*** RECORDS PROVIDED ***

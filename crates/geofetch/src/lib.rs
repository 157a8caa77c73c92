//! Cached HTTP fetching of tiles and objects.
//!
//! # Architecture
//!
//! This crate follows the three-layer pattern:
//! - `data` - Immutable request, response, policy and configuration types
//! - `core` - Pure transformations (multipart framing, failure classification,
//!   cache keys, retry backoff)
//! - `effects` - I/O behind the [`Transport`] trait and the [`Fetcher`]
//!   orchestrator that layers a [`Cache`] over it
//!
//! # Key Features
//!
//! - **Cache-aware**: fresh entries are served without touching the network,
//!   `304 Not Modified` extends an entry's freshness, and only successful
//!   live responses are written back
//! - **Failures as data**: a fetch never returns `Err`; callers branch on
//!   [`ResultKind`] and read diagnostics from [`RequestMetadata`]
//! - **Per-worker ownership**: each thread owns its own [`Fetcher`] and
//!   transport; only the cache bin is shared

mod core;
mod data;
mod effects;
mod error;

pub use crate::core::{
    Classification, Decoded, MultipartDecoder, MultipartError, boundary_from_mime, cache_key,
    classify, decode_multipart, encode_multipart, format_http_date, is_recoverable,
    parse_http_date, requires_revalidation, retry_delay,
};
pub use data::{
    AuthenticationMap, CachePolicy, CacheUsage, Credentials, FetchConfig, FetchOptions,
    FetchPhase, FetchResult, Param, Part, Progress, ProgressCallback, ProxySettings, Request,
    RequestMetadata, Response, ResultKind, StatusCategory,
};
pub use effects::{Decoder, FetchStats, Fetcher, JsonDecoder, TextDecoder, Transport};

#[cfg(feature = "reqwest")]
pub use effects::ReqwestTransport;

pub use error::{Error, Result};
pub use geofetch_cache::{Cache, CacheRecord, FileCache, Headers, LruCache, MemCache};
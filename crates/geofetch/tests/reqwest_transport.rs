#![cfg(feature = "reqwest")]

use std::sync::Arc;
use std::sync::atomic::{AtomicU64, Ordering};
use std::thread;
use std::time::Duration;

use axum::Router;
use axum::http::{HeaderMap, StatusCode, header};
use axum::response::IntoResponse;
use axum::routing::get;
use geofetch::{
    AuthenticationMap, Credentials, FetchConfig, FetchOptions, Fetcher, MemCache, Part,
    ProgressCallback, ProxySettings, Request, ResultKind, ReqwestTransport, Transport,
    encode_multipart,
};

fn serve(router: Router) -> String {
    let listener = std::net::TcpListener::bind("127.0.0.1:0").unwrap();
    listener.set_nonblocking(true).unwrap();
    let addr = listener.local_addr().unwrap();

    thread::spawn(move || {
        let runtime = tokio::runtime::Builder::new_current_thread()
            .enable_all()
            .build()
            .unwrap();
        runtime.block_on(async move {
            let listener = tokio::net::TcpListener::from_std(listener).unwrap();
            axum::serve(listener, router).await.unwrap();
        });
    });

    format!("http://{addr}")
}

fn coverage() -> Vec<u8> {
    encode_multipart(
        &[
            Part::new("<Coverages/>").header("Content-Type", "text/xml"),
            Part::new(&b"II*\0tiff"[..]).header("Content-Type", "image/tiff"),
        ],
        "wcs",
    )
}

fn app() -> Router {
    Router::new()
        .route(
            "/hello",
            get(|| async {
                (
                    [
                        (header::CONTENT_TYPE, "text/plain"),
                        (header::LAST_MODIFIED, "Wed, 21 Oct 2015 07:28:00 GMT"),
                    ],
                    "hello",
                )
            }),
        )
        .route(
            "/missing",
            get(|| async {
                (
                    StatusCode::NOT_FOUND,
                    [(header::CONTENT_TYPE, "application/json")],
                    r#"{"error":"missing"}"#,
                )
            }),
        )
        .route("/busy", get(|| async { StatusCode::SERVICE_UNAVAILABLE }))
        .route(
            "/multipart",
            get(|| async {
                (
                    [(header::CONTENT_TYPE, "multipart/mixed; boundary=wcs")],
                    coverage(),
                )
            }),
        )
        .route(
            "/truncated",
            get(|| async {
                (
                    [(header::CONTENT_TYPE, "multipart/mixed; boundary=wcs")],
                    "--wcs\r\nContent-Type: text/xml\r\n\r\n<a/>\r\n--wcs\r\nContent-Type: image/tiff\r\n\r\nII*",
                )
            }),
        )
        .route(
            "/echo-headers",
            get(|headers: HeaderMap| async move {
                let value = |name: &str| {
                    headers
                        .get(name)
                        .and_then(|v| v.to_str().ok())
                        .unwrap_or_default()
                        .to_string()
                };
                format!("{}|{}", value("user-agent"), value("x-layer"))
            }),
        )
        .route(
            "/auth",
            get(|headers: HeaderMap| async move {
                // "user:secret"
                match headers.get(header::AUTHORIZATION).and_then(|v| v.to_str().ok()) {
                    Some("Basic dXNlcjpzZWNyZXQ=") => (StatusCode::OK, "welcome"),
                    _ => (StatusCode::UNAUTHORIZED, "who are you"),
                }
            }),
        )
        .route(
            "/slow",
            get(|| async {
                tokio::time::sleep(Duration::from_secs(3)).await;
                "late"
            }),
        )
        .route("/big", get(|| async { vec![b'x'; 256 * 1024] }))
        .route(
            "/conditional",
            get(|headers: HeaderMap| async move {
                if headers.contains_key(header::IF_MODIFIED_SINCE) {
                    StatusCode::NOT_MODIFIED.into_response()
                } else {
                    (
                        [(header::LAST_MODIFIED, "Wed, 21 Oct 2015 07:28:00 GMT")],
                        "v1",
                    )
                        .into_response()
                }
            }),
        )
}

fn transport(config: &FetchConfig) -> ReqwestTransport {
    ReqwestTransport::with_environment_proxy(config, None).unwrap()
}

fn fetcher(config: FetchConfig) -> Fetcher<ReqwestTransport> {
    Fetcher::new(transport(&config), config)
}

#[test]
fn plain_get() {
    let base = serve(app());
    let response = transport(&FetchConfig::default()).get(
        &Request::new(format!("{base}/hello")),
        &FetchOptions::default(),
        None,
    );

    assert_eq!(response.status(), 200);
    assert!(response.is_ok());
    assert_eq!(response.mime_type(), "text/plain");
    assert_eq!(response.parts().len(), 1);
    assert_eq!(response.part_as_string(0), "hello");
    assert_eq!(response.headers().get("Content-Type"), Some("text/plain"));
    assert_eq!(
        response.last_modified(),
        geofetch::parse_http_date("Wed, 21 Oct 2015 07:28:00 GMT")
    );
}

#[test]
fn server_errors_are_classified() {
    let base = serve(app());
    let mut fetcher = fetcher(FetchConfig::default().retry_delay(Duration::from_millis(20)));
    let progress = ProgressCallback::new();

    let missing = fetcher.fetch(&Request::new(format!("{base}/missing")), &FetchOptions::default(), None);
    assert_eq!(missing.kind, ResultKind::NotFound);
    assert_eq!(missing.error_detail.as_deref(), Some(r#"{"error":"missing"}"#));

    let busy = fetcher.fetch(&Request::new(format!("{base}/busy")), &FetchOptions::default(), Some(&progress));
    assert_eq!(busy.kind, ResultKind::ServerError);
    assert_eq!(busy.retry_after, Some(Duration::from_millis(20)));
    assert_eq!(progress.message(), "Server deferral");
}

#[test]
fn multipart_bodies_are_split() {
    let base = serve(app());
    let response = transport(&FetchConfig::default()).get(
        &Request::new(format!("{base}/multipart")),
        &FetchOptions::default(),
        None,
    );

    assert_eq!(response.parts().len(), 2);
    assert_eq!(response.part_as_string(0), "<Coverages/>");
    assert_eq!(response.parts()[1].headers.get("content-type"), Some("image/tiff"));
    assert_eq!(&response.parts()[1].data[..], b"II*\0tiff");
    assert_eq!(response.protocol_violation(), None);
}

#[test]
fn truncated_multipart_keeps_leading_parts() {
    let base = serve(app());
    let response = transport(&FetchConfig::default()).get(
        &Request::new(format!("{base}/truncated")),
        &FetchOptions::default(),
        None,
    );

    assert!(response.is_ok());
    assert!(response.protocol_violation().is_some());
    assert!(response.part_as_string(0).starts_with("<a/>"));
}

#[test]
fn download_keeps_payload_part() {
    let base = serve(app());
    let dir = tempfile::tempdir().unwrap();
    let mut fetcher = fetcher(FetchConfig::default());

    let path = fetcher
        .download(&format!("{base}/multipart"), dir.path().join("coverage.tif"))
        .unwrap();
    assert_eq!(std::fs::read(path).unwrap(), b"II*\0tiff");
}

#[test]
fn user_agent_and_headers_are_sent() {
    let base = serve(app());
    let mut fetcher = fetcher(FetchConfig::default().user_agent("mapviewer/2.1"));
    let request = Request::new(format!("{base}/echo-headers")).header("X-Layer", "roads");

    let first = fetcher.fetch(&request, &FetchOptions::default(), None);
    assert_eq!(first.value.as_deref(), Some(&b"mapviewer/2.1|roads"[..]));

    fetcher.set_user_agent("tileloader/0.3").unwrap();
    let second = fetcher.fetch(&request, &FetchOptions::default(), None);
    assert_eq!(second.value.as_deref(), Some(&b"tileloader/0.3|roads"[..]));
}

#[test]
fn credentials_follow_url_prefix() {
    let base = serve(app());
    let mut fetcher = fetcher(FetchConfig::default());
    let request = Request::new(format!("{base}/auth"));

    let anonymous = fetcher.fetch(&request, &FetchOptions::default(), None);
    assert_eq!(anonymous.kind, ResultKind::Unauthorized);

    let mut authentication = AuthenticationMap::new();
    authentication.add(base.clone(), Credentials::new("user", "secret"));
    authentication.add("http://elsewhere.test/", Credentials::new("other", "nope"));
    let options = FetchOptions::default().authentication(Arc::new(authentication));

    let signed = fetcher.fetch(&request, &options, None);
    assert_eq!(signed.kind, ResultKind::Ok);
    assert_eq!(signed.value.as_deref(), Some(&b"welcome"[..]));
}

#[test]
fn slow_server_times_out() {
    let base = serve(app());
    let mut fetcher = fetcher(FetchConfig::default().timeout(Duration::from_millis(200)));
    let progress = ProgressCallback::new();

    let result = fetcher.fetch(&Request::new(format!("{base}/slow")), &FetchOptions::default(), Some(&progress));

    assert_eq!(result.kind, ResultKind::Timeout);
    assert!(result.is_recoverable());
    assert!(progress.retry_delay().is_some());
}

#[test]
fn refused_connection_is_transport_failure() {
    let port = {
        let listener = std::net::TcpListener::bind("127.0.0.1:0").unwrap();
        listener.local_addr().unwrap().port()
    };
    let mut fetcher = fetcher(FetchConfig::default().connect_timeout(Duration::from_secs(2)));

    let result = fetcher.fetch(
        &Request::new(format!("http://127.0.0.1:{port}/hello")),
        &FetchOptions::default(),
        None,
    );

    assert_eq!(result.kind, ResultKind::TransportFailure);
    assert_eq!(result.response.status(), 0);
    assert!(result.metadata.error.is_some_and(|e| !e.is_empty()));
}

#[test]
fn progress_is_reported_and_cancelable() {
    let base = serve(app());
    let transport = transport(&FetchConfig::default());
    let request = Request::new(format!("{base}/big"));

    let downloaded = Arc::new(AtomicU64::new(0));
    let seen = Arc::clone(&downloaded);
    let watcher = ProgressCallback::with_reporter(move |p| {
        seen.store(p.bytes_downloaded, Ordering::SeqCst);
        false
    });
    let response = transport.get(&request, &FetchOptions::default(), Some(&watcher));
    assert!(response.is_ok());
    assert_eq!(response.part(0).map(|p| p.size()), Some(256 * 1024));
    assert_eq!(downloaded.load(Ordering::SeqCst), 256 * 1024);

    let impatient = ProgressCallback::with_reporter(|p| p.bytes_downloaded > 0);
    let response = transport.get(&request, &FetchOptions::default(), Some(&impatient));
    assert!(response.is_canceled());
    assert!(response.parts().is_empty());

    let response = transport.get(&request, &FetchOptions::default(), Some(&impatient));
    assert!(response.is_canceled());
}

#[test]
fn conditional_revalidation_through_cache() {
    let base = serve(app());
    let mut fetcher = fetcher(FetchConfig::default());
    let url = format!("{base}/conditional");
    let cache = Arc::new(MemCache::default());
    let options = FetchOptions::default().cache(cache.clone());

    let first = fetcher.fetch(&Request::new(&url), &options, None);
    assert_eq!(first.value.as_deref(), Some(&b"v1"[..]));
    assert_eq!(cache.len(), 1);

    // Force revalidation and send the stored time back.
    let stale = options.clone().policy(
        geofetch::CachePolicy::default()
            .min_time(std::time::SystemTime::now() + Duration::from_secs(60)),
    );
    let request = Request::new(&url).with_last_modified(first.last_modified.unwrap());
    let second = fetcher.fetch(&request, &stale, None);

    assert_eq!(second.kind, ResultKind::Ok);
    assert!(second.from_cache);
    assert_eq!(second.value.as_deref(), Some(&b"v1"[..]));
}

#[test]
fn proxy_precedence() {
    let proxy = serve(app());
    let port: u16 = proxy.rsplit(':').next().unwrap().parse().unwrap();
    let dead = {
        let listener = std::net::TcpListener::bind("127.0.0.1:0").unwrap();
        listener.local_addr().unwrap().port()
    };
    let request = Request::new("http://tiles.invalid/hello");

    // Request-level proxy beats the configured one.
    let config = FetchConfig::default().proxy(ProxySettings::new("127.0.0.1", dead));
    let options = FetchOptions::default().proxy(ProxySettings::new("127.0.0.1", port));
    let via_options = transport(&config).get(&request, &options, None);
    assert_eq!(via_options.part_as_string(0), "hello");

    let via_config = transport(&config).get(&request, &FetchOptions::default(), None);
    assert_eq!(via_config.status(), 0);

    // Environment proxy applies when nothing else is set.
    let env = ReqwestTransport::with_environment_proxy(
        &FetchConfig::default(),
        Some(ProxySettings::new("127.0.0.1", port)),
    )
    .unwrap();
    let via_env = env.get(&request, &FetchOptions::default(), None);
    assert_eq!(via_env.part_as_string(0), "hello");
}

#[test]
fn simulated_response_code() {
    let base = serve(app());
    let mut fetcher = fetcher(FetchConfig::default().simulate_response_code(500));

    let result = fetcher.fetch(&Request::new(format!("{base}/hello")), &FetchOptions::default(), None);

    assert_eq!(result.kind, ResultKind::ServerError);
    assert_eq!(result.metadata.response_code, Some(500));
}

*** End of RECORDS PROVIDED ***

The first line of the records and every line down to the line with "callers branch on" must be quoted exactly; leave out all else.

filename crates/geofetch/src/lib.rs
repository 157a8caa77c73c92
//! Cached HTTP fetching of tiles and objects.
//!
//! # Architecture
//!
//! This crate follows the three-layer pattern:
//! - `data` - Immutable request, response, policy and configuration types
//! - `core` - Pure transformations (multipart framing, failure classification,
//!   cache keys, retry backoff)
//! - `effects` - I/O behind the [`Transport`] trait and the [`Fetcher`]
//!   orchestrator that layers a [`Cache`] over it
//!
//! # Key Features
//!
//! - **Cache-aware**: fresh entries are served without touching the network,
//!   `304 Not Modified` extends an entry's freshness, and only successful
//!   live responses are written back
//! - **Failures as data**: a fetch never returns `Err`; callers branch on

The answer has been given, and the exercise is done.